Measure Amends Section 10 of Article 6 of the Oklahoma Constitution. It Changes Current Law, Decreasing the Power and Authority of the Governor by Removing the Governor from the Parole Process for Persons Convicted of Certain Offenses Defined as Nonviolent Offenses

Oklahoma Ballot Measure - State Question No. 762

Election: Nov. 6, 2012 (General)
Outcome: Passed

Categories:
Crime
Executive Branch
Constitution
Government Operations

Yes
745,133
(59.17%)

No
514,080
(40.83%)

Summary

This measure amends Section 10 of Article 6 of the Oklahoma Constitution. It changes current law, decreasing the power and authority of the Governor by removing the Governor from the parole process for persons convicted of certain offenses defined as nonviolent offenses. It enlarges the power and authority of the Pardon and Parole Board by authorizing that Board, in place of the Governor, to grant parole to persons convicted of certain offenses defined as nonviolent offenses.

Measure Text

This measure amends Section 10 of Article 6 of the Oklahoma Constitution. It changes current law, decreasing the power and authority of the Governor by removing the Governor from the parole process for persons convicted of certain offenses defined as nonviolent offenses. It enlarges the power and authority of the Pardon and Parole Board by authorizing that Board, in place of the Governor, to grant parole to persons convicted of certain offenses defined as nonviolent offenses.

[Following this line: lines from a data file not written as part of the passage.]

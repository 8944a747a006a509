//! # Backoffice Namespace
//!
//! Commands of the main domain. They are all internal: calling them from another domain fails
//! with `cross-domain-not-allowed`.

use crate::lifecycle::Backoffice;
use crate::model::{Address, Order, User};
use crate::operations::{Add, Find, Mount, QueryResources, Remove, Search, Transition, Update};

/// The namespace owned by the main domain.
pub const NAMESPACE: &str = module_path!();

fn users(system: &Backoffice) -> Mount<User> {
    Mount::internal(
        NAMESPACE,
        system.users.clone(),
        system.serializers.users.clone(),
    )
}

fn orders(system: &Backoffice) -> Mount<Order> {
    Mount::internal(
        NAMESPACE,
        system.orders.clone(),
        system.serializers.orders.clone(),
    )
}

fn addresses(system: &Backoffice) -> Mount<Address> {
    Mount::internal(
        NAMESPACE,
        system.addresses.clone(),
        system.serializers.addresses.clone(),
    )
}

pub fn find_user(system: &Backoffice) -> Find<User> {
    Find::new(users(system))
}

pub fn add_user(system: &Backoffice) -> Add<User> {
    Add::new(users(system))
}

pub fn update_user(system: &Backoffice) -> Update<User> {
    Update::new(users(system))
}

pub fn remove_user(system: &Backoffice) -> Remove<User> {
    Remove::new(users(system))
}

pub fn search_users(system: &Backoffice) -> Search<User> {
    Search::new(users(system))
}

pub fn query_users(system: &Backoffice) -> QueryResources<User> {
    QueryResources::new(users(system))
}

pub fn transition_user(system: &Backoffice) -> Transition<User> {
    Transition::new(users(system))
}

pub fn add_order(system: &Backoffice) -> Add<Order> {
    Add::new(orders(system))
}

pub fn remove_order(system: &Backoffice) -> Remove<Order> {
    Remove::new(orders(system))
}

pub fn query_orders(system: &Backoffice) -> QueryResources<Order> {
    QueryResources::new(orders(system))
}

pub fn transition_order(system: &Backoffice) -> Transition<Order> {
    Transition::new(orders(system))
}

pub fn add_address(system: &Backoffice) -> Add<Address> {
    Add::new(addresses(system))
}
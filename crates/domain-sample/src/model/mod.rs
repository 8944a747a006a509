//! Stored models of the sample application.

mod address;
mod order;
mod user;

pub use address::{Address, AddressCreate, AddressUpdate};
pub use order::{Order, OrderCreate, OrderState, OrderUpdate};
pub use user::{User, UserCreate, UserStatus, UserUpdate};
//! # Storage
//!
//! In-memory persistence for the sample application: the [`Record`] contract implemented by
//! every model and the generic [`Table`] that stores them.

mod record;
mod table;

pub use record::Record;
pub use table::Table;

use domain_framework::FieldErrors;

#[derive(Debug, Clone, thiserror::Error)]
pub enum StoreError {
    #[error("{model} {id} not found")]
    NotFound { model: &'static str, id: u32 },

    #[error("{model} is invalid: {}", .errors.to_sentence())]
    Invalid {
        model: &'static str,
        errors: FieldErrors,
    },

    #[error("{0} has not been saved yet")]
    NotPersisted(&'static str),

    #[error("{model} cannot {event}")]
    Refused { model: &'static str, event: String },

    #[error("{0} table lock poisoned")]
    LockPoisoned(&'static str),
}

#[cfg(test)]
mod tests {
    use super::*;
    use crate::model::{Order, OrderCreate, User, UserCreate, UserUpdate};
    use domain_framework::{Condition, Query};

    fn user(name: &str, email: Option<&str>) -> UserCreate {
        UserCreate {
            name: name.into(),
            email: email.map(str::to_string),
            phone_number: None,
            address_id: None,
        }
    }

    #[test]
    fn test_insert_assigns_sequential_ids() {
        let users = Table::<User>::new();
        let ada = users.create(user("Ada", Some("ada@example.com"))).unwrap();
        let bob = users.create(user("Bob", None)).unwrap();
        assert_eq!(ada.id, Some(1));
        assert_eq!(bob.id, Some(2));
        assert_eq!(users.len().unwrap(), 2);
    }

    #[test]
    fn test_invalid_records_are_not_stored() {
        let users = Table::<User>::new();
        let error = users.create(user("", Some("not-an-email"))).unwrap_err();
        match error {
            StoreError::Invalid { errors, .. } => {
                assert_eq!(errors.get("name"), ["must be filled"]);
                assert_eq!(errors.get("email"), ["is invalid"]);
            }
            other => panic!("unexpected error: {other}"),
        }
        assert!(users.is_empty().unwrap());
    }

    #[test]
    fn test_update_and_delete() {
        let users = Table::<User>::new();
        let ada = users.create(user("Ada", None)).unwrap();
        let id = ada.id.unwrap();
        let updated = users
            .update(
                id,
                UserUpdate {
                    name: Some("Ada L.".into()),
                    ..UserUpdate::default()
                },
            )
            .unwrap();
        assert_eq!(updated.name, "Ada L.");
        assert_eq!(users.get(id).unwrap().unwrap().name, "Ada L.");

        users.delete(id).unwrap();
        assert!(users.get(id).unwrap().is_none());
        assert!(matches!(
            users.delete(id),
            Err(StoreError::NotFound { model: "User", .. })
        ));
    }

    #[test]
    fn test_queries_see_later_writes_and_scopes() {
        let orders = Table::<Order>::new()
            .with_scope("pending", Condition::eq("state", "pending").into());
        let query = orders.query();
        assert_eq!(query.count().unwrap(), 0);

        orders
            .create(OrderCreate {
                user_id: 1,
                total: 1200,
            })
            .unwrap();
        let mut pending = orders.query();
        pending.scope("pending");
        assert_eq!(pending.count().unwrap(), 1);
        assert_eq!(orders.stats().executions(), 2);
    }
}
//! Pagination decoration for materialized relations.

use crate::view::View;
use serde::Serialize;

/// One page of views with the numbers a paginated listing needs.
#[derive(Debug, Clone, PartialEq, Serialize)]
pub struct Page {
    pub items: Vec<View>,
    pub current_page: usize,
    pub total_pages: usize,
    pub total_count: usize,
    pub limit_value: usize,
    pub next_page: Option<usize>,
    pub is_last_page: bool,
}

impl Page {
    pub(crate) fn new(items: Vec<View>, page: usize, per: usize, total_count: usize) -> Self {
        let total_pages = total_count.div_ceil(per);
        Self {
            items,
            current_page: page,
            total_pages,
            total_count,
            limit_value: per,
            next_page: (page < total_pages).then_some(page + 1),
            is_last_page: page >= total_pages,
        }
    }

    pub fn len(&self) -> usize {
        self.items.len()
    }

    pub fn is_empty(&self) -> bool {
        self.items.is_empty()
    }

    pub fn iter(&self) -> impl Iterator<Item = &View> {
        self.items.iter()
    }
}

The Legislature defines what offenses are nonviolent offenses and the Legislature may change that definition.

The measure authorizes the Pardon and Parole Board to recommend to the Governor, but not to itself grant, parole for persons convicted of certain offenses, specifically those offenses identified by law as crimes for which persons are required to serve not less than eighty-five percent of their sentence prior to being considered for parole and those designated by the Legislature as exceptions to nonviolent offenses. For those offenses for which persons are required to serve a minimum mandatory period of confinement prior to being eligible to be considered for parole, the Pardon and Parole Board may not recommend parole until that period of confinement has been served.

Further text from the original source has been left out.